Windows 11 Performance review
Windows 11 feels eager right from the get-go. The setup process is easy, with a pleasant humanly interface to guide you set it right. Apps are eager to open and load data, and the same can be said for games installed via both the Xbox app and Steam. Bootup times are incredibly faster than what a similar system with Windows 10 portrayed.
Of course, Windows 11’s performance will depend a lot on the type of PC you use. The HP Envy x360 that Microsoft sent us had a Ryzen 5 4500U processor with Radeon graphics, 16GB RAM and 512GB SSD storage. A beefy PC like this ran Windows 10 just as fast on a regular taskflow. Since Ryzen chips aren’t as power efficient, I cannot comment on the battery life performance. My system lasted 7-8 hours on regular office work that involved Chrome browser, MS Word, and WhatsApp running in the background.

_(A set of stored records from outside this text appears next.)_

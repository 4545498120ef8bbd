//! Fixed ordinal code tables.
//!
//! Codes never depend on the data: the same text always yields the same code
//! across runs. Every table carries an explicit `"missing value" → -1` entry,
//! and text absent from a table also maps to -1.

use crate::cleaner::MISSING_VALUE;
use crate::imputers::NOT_RECORDED;

/// Suffix appended to a source column name to form its code column.
pub const NORMALIZED_SUFFIX: &str = "Normalize";

/// Immutable text → code mapping for one categorical column.
#[derive(Debug, Clone, Copy, PartialEq, Eq)]
pub struct CodeTable {
    /// Column holding the text values.
    pub source: &'static str,
    pub entries: &'static [(&'static str, i64)],
}

impl CodeTable {
    /// Code for a value. Values are trimmed; null, blank and unmapped text
    /// give -1.
    pub fn code(&self, value: Option<&str>) -> i64 {
        let Some(value) = value.map(str::trim).filter(|v| !v.is_empty()) else {
            return NOT_RECORDED;
        };
        self.entries
            .iter()
            .find(|(text, _)| *text == value)
            .map(|(_, code)| *code)
            .unwrap_or(NOT_RECORDED)
    }

    /// Name of the generated code column, e.g. `epcScoreNormalize`.
    pub fn target(&self) -> String {
        format!("{}{}", self.source, NORMALIZED_SUFFIX)
    }
}

/// Building condition, from good to worst.
pub const BUILDING_CONDITION: CodeTable = CodeTable {
    source: "buildingCondition",
    entries: &[
        (MISSING_VALUE, -1),
        ("GOOD", 1),
        ("AS_NEW", 2),
        ("TO_RENOVATE", 3),
        ("TO_BE_DONE_UP", 4),
        ("JUST_RENOVATED", 5),
        ("TO_RESTORE", 6),
    ],
};

/// EPC grade. Ranges such as `G_C` take the worse bound.
pub const EPC_SCORE: CodeTable = CodeTable {
    source: "epcScore",
    entries: &[
        (MISSING_VALUE, -1),
        ("A++", 1),
        ("A+", 2),
        ("A", 3),
        ("B", 4),
        ("C", 5),
        ("D", 6),
        ("E", 7),
        ("F", 8),
        ("G", 9),
        ("G_C", 9),
        ("F_D", 8),
        ("C_A", 5),
        ("F_C", 8),
        ("E_C", 7),
        ("C_B", 5),
        ("E_D", 7),
        ("G_F", 9),
        ("D_C", 6),
        ("G_E", 9),
        ("X", 0),
    ],
};

pub const HEATING_TYPE: CodeTable = CodeTable {
    source: "heatingType",
    entries: &[
        (MISSING_VALUE, -1),
        ("GAS", 1),
        ("FUELOIL", 2),
        ("ELECTRIC", 3),
        ("PELLET", 4),
        ("WOOD", 5),
        ("SOLAR", 6),
        ("CARBON", 7),
    ],
};

pub const FLOOD_ZONE_TYPE: CodeTable = CodeTable {
    source: "floodZoneType",
    entries: &[
        (MISSING_VALUE, -1),
        ("NON_FLOOD_ZONE", 1),
        ("POSSIBLE_FLOOD_ZONE", 2),
        ("RECOGNIZED_FLOOD_ZONE", 3),
        ("RECOGNIZED_N_CIRCUMSCRIBED_FLOOD_ZONE", 4),
        ("CIRCUMSCRIBED_WATERSIDE_ZONE", 5),
        ("CIRCUMSCRIBED_FLOOD_ZONE", 6),
        ("POSSIBLE_N_CIRCUMSCRIBED_FLOOD_ZONE", 7),
        ("POSSIBLE_N_CIRCUMSCRIBED_WATERSIDE_ZONE", 8),
        ("RECOGNIZED_N_CIRCUMSCRIBED_WATERSIDE_FLOOD_ZONE", 9),
    ],
};

/// Kitchen equipment. `USA_` variants share the plain variant's code.
pub const KITCHEN_TYPE: CodeTable = CodeTable {
    source: "kitchenType",
    entries: &[
        (MISSING_VALUE, -1),
        ("NOT_INSTALLED", 0),
        ("SEMI_EQUIPPED", 1),
        ("INSTALLED", 2),
        ("HYPER_EQUIPPED", 3),
        ("USA_UNINSTALLED", 0),
        ("USA_SEMI_EQUIPPED", 1),
        ("USA_INSTALLED", 2),
        ("USA_HYPER_EQUIPPED", 3),
    ],
};

/// The set of code tables applied by the normalizer.
#[derive(Debug, Clone, PartialEq, Eq)]
pub struct NormalizationTables {
    tables: Vec<CodeTable>,
}

impl Default for NormalizationTables {
    fn default() -> Self {
        Self::new(vec![
            BUILDING_CONDITION,
            EPC_SCORE,
            HEATING_TYPE,
            FLOOD_ZONE_TYPE,
            KITCHEN_TYPE,
        ])
    }
}

impl NormalizationTables {
    pub fn new(tables: Vec<CodeTable>) -> Self {
        Self { tables }
    }

    pub fn iter(&self) -> impl Iterator<Item = &CodeTable> {
        self.tables.iter()
    }

    pub fn len(&self) -> usize {
        self.tables.len()
    }

    pub fn is_empty(&self) -> bool {
        self.tables.is_empty()
    }
}
//! Progress reporting for the cleaning pipeline.
//!
//! # Example
//!
//! ```rust,ignore
//! use immo_processing::Pipeline;
//!
//! let result = Pipeline::builder()
//!     .on_progress(|update| {
//!         println!("[{:.0}%] {}", update.progress * 100.0, update.message);
//!     })
//!     .build()?
//!     .run()?;
//! ```

use serde::{Deserialize, Serialize};

/// Stages of the cleaning pipeline, in execution order.
#[derive(Debug, Clone, Copy, PartialEq, Eq, Hash, Serialize, Deserialize)]
#[serde(rename_all = "snake_case")]
pub enum CleaningStage {
    /// Reading the input file
    Loading,
    /// Collapsing duplicate listings
    Deduplication,
    /// Coercing types, filling gaps, filtering rows
    ErrorCorrection,
    /// Adding ordinal code columns
    Normalization,
    /// Writing the CSV
    Export,
    /// Pipeline completed successfully
    Complete,
    /// Pipeline failed with an error
    Failed,
}

impl CleaningStage {
    /// Returns a human-readable name for the stage.
    pub fn display_name(&self) -> &'static str {
        match self {
            Self::Loading => "Loading Data",
            Self::Deduplication => "Merging Duplicates",
            Self::ErrorCorrection => "Correcting Errors",
            Self::Normalization => "Normalizing Categories",
            Self::Export => "Exporting",
            Self::Complete => "Complete",
            Self::Failed => "Failed",
        }
    }

    /// Share of the overall run spent in this stage. The processing stages
    /// sum to 1.0.
    pub fn weight(&self) -> f32 {
        match self {
            Self::Loading => 0.15,
            Self::Deduplication => 0.25,
            Self::ErrorCorrection => 0.35,
            Self::Normalization => 0.15,
            Self::Export => 0.10,
            Self::Complete | Self::Failed => 0.0,
        }
    }

    /// Cumulative progress at the start of this stage.
    pub fn base_progress(&self) -> f32 {
        match self {
            Self::Loading => 0.0,
            Self::Deduplication => 0.15,
            Self::ErrorCorrection => 0.40,
            Self::Normalization => 0.75,
            Self::Export => 0.90,
            Self::Complete => 1.0,
            Self::Failed => 0.0,
        }
    }
}

/// Progress update emitted at stage boundaries.
#[derive(Debug, Clone, Serialize, Deserialize)]
pub struct ProgressUpdate {
    pub stage: CleaningStage,

    /// Overall progress (0.0 - 1.0)
    pub progress: f32,

    /// Progress within current stage (0.0 - 1.0)
    pub stage_progress: f32,

    pub message: String,

    /// Rows in the table at the time of the update
    #[serde(skip_serializing_if = "Option::is_none")]
    pub rows: Option<usize>,
}

impl ProgressUpdate {
    pub fn new(stage: CleaningStage, stage_progress: f32, message: impl Into<String>) -> Self {
        let progress = stage.base_progress() + (stage.weight() * stage_progress);
        Self {
            stage,
            progress: progress.clamp(0.0, 1.0),
            stage_progress: stage_progress.clamp(0.0, 1.0),
            message: message.into(),
            rows: None,
        }
    }

    /// Attach the current row count.
    pub fn with_rows(mut self, rows: usize) -> Self {
        self.rows = Some(rows);
        self
    }

    pub fn complete(message: impl Into<String>) -> Self {
        Self {
            stage: CleaningStage::Complete,
            progress: 1.0,
            stage_progress: 1.0,
            message: message.into(),
            rows: None,
        }
    }

    pub fn failed(message: impl Into<String>) -> Self {
        Self {
            stage: CleaningStage::Failed,
            progress: 0.0,
            stage_progress: 0.0,
            message: message.into(),
            rows: None,
        }
    }
}

/// Receives progress updates during cleaning.
///
/// Implemented for any `Fn(ProgressUpdate) + Send + Sync` closure.
pub trait ProgressReporter: Send + Sync {
    fn report(&self, update: ProgressUpdate);
}

impl<F> ProgressReporter for F
where
    F: Fn(ProgressUpdate) + Send + Sync,
{
    fn report(&self, update: ProgressUpdate) {
        self(update)
    }
}

static_assertions::assert_impl_all!(ProgressUpdate: Send, Sync);

#[cfg(test)]
mod tests {
    use super::*;
    use std::sync::{Arc, Mutex};

    const PROCESSING: [CleaningStage; 5] = [
        CleaningStage::Loading,
        CleaningStage::Deduplication,
        CleaningStage::ErrorCorrection,
        CleaningStage::Normalization,
        CleaningStage::Export,
    ];

    #[test]
    fn test_update_position_within_stage() {
        let update = ProgressUpdate::new(CleaningStage::ErrorCorrection, 0.5, "Correcting")
            .with_rows(120);
        assert!((update.progress - 0.575).abs() < 1e-6);
        assert_eq!(update.rows, Some(120));

        let overshoot = ProgressUpdate::new(CleaningStage::Export, 3.0, "Writing");
        assert_eq!(overshoot.stage_progress, 1.0);
        assert!(overshoot.progress <= 1.0);
    }

    #[test]
    fn test_terminal_updates() {
        assert_eq!(ProgressUpdate::complete("done").progress, 1.0);
        let failed = ProgressUpdate::failed("disk full");
        assert_eq!(failed.stage, CleaningStage::Failed);
        assert_eq!(failed.message, "disk full");
    }

    #[test]
    fn test_closure_is_a_reporter() {
        let messages = Arc::new(Mutex::new(Vec::new()));
        let sink = messages.clone();
        let reporter: Arc<dyn ProgressReporter> = Arc::new(move |update: ProgressUpdate| {
            sink.lock().unwrap().push(update.message);
        });

        reporter.report(ProgressUpdate::new(CleaningStage::Loading, 0.0, "start"));
        reporter.report(ProgressUpdate::complete("end"));

        assert_eq!(*messages.lock().unwrap(), vec!["start", "end"]);
    }

    #[test]
    fn test_stages_tile_the_run() {
        let total: f32 = PROCESSING.iter().map(|s| s.weight()).sum();
        assert!((total - 1.0).abs() < 1e-6);

        for pair in PROCESSING.windows(2) {
            let end = pair[0].base_progress() + pair[0].weight();
            assert!((end - pair[1].base_progress()).abs() < 1e-6);
        }
    }

    #[test]
    fn test_stage_json_values() {
        let json = serde_json::to_string(&CleaningStage::ErrorCorrection).unwrap();
        assert_eq!(json, "\"error_correction\"");
    }
}
//! Belgian region derived from the postal code.

use serde::{Deserialize, Serialize};
use std::fmt;

/// Column added by the normalizer when regions are enabled.
pub const REGION_COLUMN: &str = "region";

#[derive(Debug, Clone, Copy, PartialEq, Eq, Hash, Serialize, Deserialize)]
pub enum Region {
    Brussels,
    Wallonia,
    Flanders,
    Unknown,
}

impl Region {
    /// Region for a postal code.
    ///
    /// 1000-1299 Brussels, 1300-1499 and 4000-7999 Wallonia, 1500-3999 and
    /// 8000-9999 Flanders. Anything else, including the -1 sentinel, is
    /// `Unknown`.
    pub fn from_postcode(postcode: i64) -> Self {
        match postcode {
            1000..=1299 => Self::Brussels,
            1300..=1499 | 4000..=7999 => Self::Wallonia,
            1500..=3999 | 8000..=9999 => Self::Flanders,
            _ => Self::Unknown,
        }
    }

    pub fn as_str(&self) -> &'static str {
        match self {
            Self::Brussels => "Brussels",
            Self::Wallonia => "Wallonia",
            Self::Flanders => "Flanders",
            Self::Unknown => "Unknown",
        }
    }
}

impl fmt::Display for Region {
    fn fmt(&self, f: &mut fmt::Formatter<'_>) -> fmt::Result {
        f.write_str(self.as_str())
    }
}
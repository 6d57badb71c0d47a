//! Error types for benchmark execution

use stagecoach_core::CoreError;
use stagecoach_ipc::IpcError;
use thiserror::Error;

/// Execution errors, grouped by how the benchmark reacts to them
#[derive(Error, Debug)]
pub enum ExecutionError {
    // Setup errors: fatal for the whole run
    #[error("Failed to bind coordinator socket on {address}: {message}")]
    Bind { address: String, message: String },

    #[error("Discovery timed out with {connected} of {expected} workers connected")]
    DiscoveryTimeout { connected: usize, expected: usize },

    #[error("Timed out waiting for {pending} restarting workers to reconnect")]
    ReconnectTimeout { pending: usize },

    #[error("Rejected worker handshake from {peer}: {reason}")]
    HandshakeRejected { peer: String, reason: String },

    // Protocol errors: contract violations, never retried
    #[error("Multicast requested while worker {worker} still has unsent bytes")]
    MulticastInProgress { worker: usize },

    #[error("Protocol violation by worker {worker}: {message}")]
    ProtocolViolation { worker: usize, message: String },

    #[error("IPC error: {0}")]
    Ipc(#[from] IpcError),

    // Worker failures
    #[error("Worker {worker} disconnected unexpectedly: {reason}")]
    WorkerDisconnected { worker: usize, reason: String },

    #[error("Worker {worker} is not connected")]
    NotConnected { worker: usize },

    #[error("Failed to start replacement for worker {worker}: {message}")]
    RestartFailed { worker: usize, message: String },

    // Scenario-level errors: fail the current cluster run only
    #[error("Stage '{stage}' failed: {message}")]
    Stage { stage: String, message: String },

    #[error("Loop control error: {0}")]
    LoopControl(String),

    #[error("{0}")]
    Core(#[from] CoreError),

    #[error("Invalid execution state: {0}")]
    InvalidState(String),

    #[error("Configuration error: {0}")]
    ConfigurationError(String),
}

/// Result type alias for execution operations
pub type Result<T> = std::result::Result<T, ExecutionError>;

impl ExecutionError {
    /// Errors raised while assembling the cluster
    pub fn is_setup_error(&self) -> bool {
        matches!(
            self,
            ExecutionError::Bind { .. }
                | ExecutionError::DiscoveryTimeout { .. }
                | ExecutionError::ReconnectTimeout { .. }
                | ExecutionError::HandshakeRejected { .. }
        )
    }

    /// Violations of the coordinator/worker contract
    pub fn is_protocol_error(&self) -> bool {
        match self {
            ExecutionError::MulticastInProgress { .. } | ExecutionError::ProtocolViolation { .. } => true,
            ExecutionError::Ipc(e) => e.is_fatal(),
            _ => false,
        }
    }

    /// A worker is gone
    pub fn is_worker_failure(&self) -> bool {
        matches!(
            self,
            ExecutionError::WorkerDisconnected { .. }
                | ExecutionError::NotConnected { .. }
                | ExecutionError::RestartFailed { .. }
        )
    }

    /// Short label for the failure class, used in logs and reports
    pub fn failure_kind(&self) -> &'static str {
        if self.is_setup_error() {
            "setup error"
        } else if self.is_protocol_error() {
            "protocol error"
        } else if self.is_worker_failure() {
            "worker failure"
        } else {
            match self {
                ExecutionError::LoopControl(_) => "loop-control error",
                ExecutionError::ConfigurationError(_) => "configuration error",
                ExecutionError::Stage { .. } => "stage error",
                _ => "execution error",
            }
        }
    }

    /// Whether the error aborts the whole benchmark rather than the current cluster run
    pub fn aborts_run(&self) -> bool {
        !matches!(
            self,
            ExecutionError::Stage { .. } | ExecutionError::LoopControl(_) | ExecutionError::Core(_)
        )
    }
}

#[cfg(test)]
mod tests {
    use super::*;

    #[test]
    fn test_error_classification() {
        let timeout = ExecutionError::DiscoveryTimeout {
            connected: 1,
            expected: 3,
        };
        assert!(timeout.is_setup_error());
        assert!(timeout.aborts_run());

        let multicast = ExecutionError::MulticastInProgress { worker: 0 };
        assert!(multicast.is_protocol_error());
        assert!(multicast.aborts_run());

        let frame: ExecutionError = IpcError::InvalidFrameLength(-1).into();
        assert!(frame.is_protocol_error());

        let gone = ExecutionError::WorkerDisconnected {
            worker: 2,
            reason: "connection closed".to_string(),
        };
        assert!(gone.is_worker_failure());
        assert!(gone.aborts_run());

        let stage = ExecutionError::Stage {
            stage: "log".to_string(),
            message: "boom".to_string(),
        };
        assert!(!stage.aborts_run());
        assert!(!ExecutionError::LoopControl("BREAK outside of any loop".to_string()).aborts_run());
    }

    #[test]
    fn test_failure_kind() {
        let rejected = ExecutionError::HandshakeRejected {
            peer: "127.0.0.1:4000".to_string(),
            reason: "slot 0 is already held".to_string(),
        };
        assert_eq!(rejected.failure_kind(), "setup error");
        assert_eq!(
            ExecutionError::MulticastInProgress { worker: 1 }.failure_kind(),
            "protocol error"
        );
        assert_eq!(ExecutionError::NotConnected { worker: 0 }.failure_kind(), "worker failure");
        assert_eq!(
            ExecutionError::LoopControl("undefined label".to_string()).failure_kind(),
            "loop-control error"
        );
        assert_eq!(
            ExecutionError::ConfigurationError("no clusters".to_string()).failure_kind(),
            "configuration error"
        );
        // non-fatal codec errors are not protocol violations
        let closed: ExecutionError = IpcError::ConnectionClosed.into();
        assert_eq!(closed.failure_kind(), "execution error");
    }
}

However, Windows 11 has long been showing minor gains in gaming performance ever since its beta stage. F1 2021 ran on High Settings at the PC’s full 1080p resolution, and the same configuration stood for Dirt Rally 2.0 as well as Forza Horizon 4.
Windows 11 verdict
In a world that’s getting to grips with the idea of running its business with safety in mind, Windows 11 makes the PC easier and more exciting. The new user interface is refreshing and ends up presenting an otherwise complex OS in the easiest of ways. The bunch of headline grabbing features are promising but as long as the Android apps support doesn’t come in, most of them seem like the things a regular PC user would never use.
Compared to macOS and ChromeOS, Windows 11 now reaches the same levels of flexibility and may interest young PC users and bring them into the Windows ecosystem. For the rest of us used to Windows every morning at the office desk, it is basically the same old Windows that looks prettier and is slightly faster. You aren’t missing much with Windows 10 but as they say, newer is better.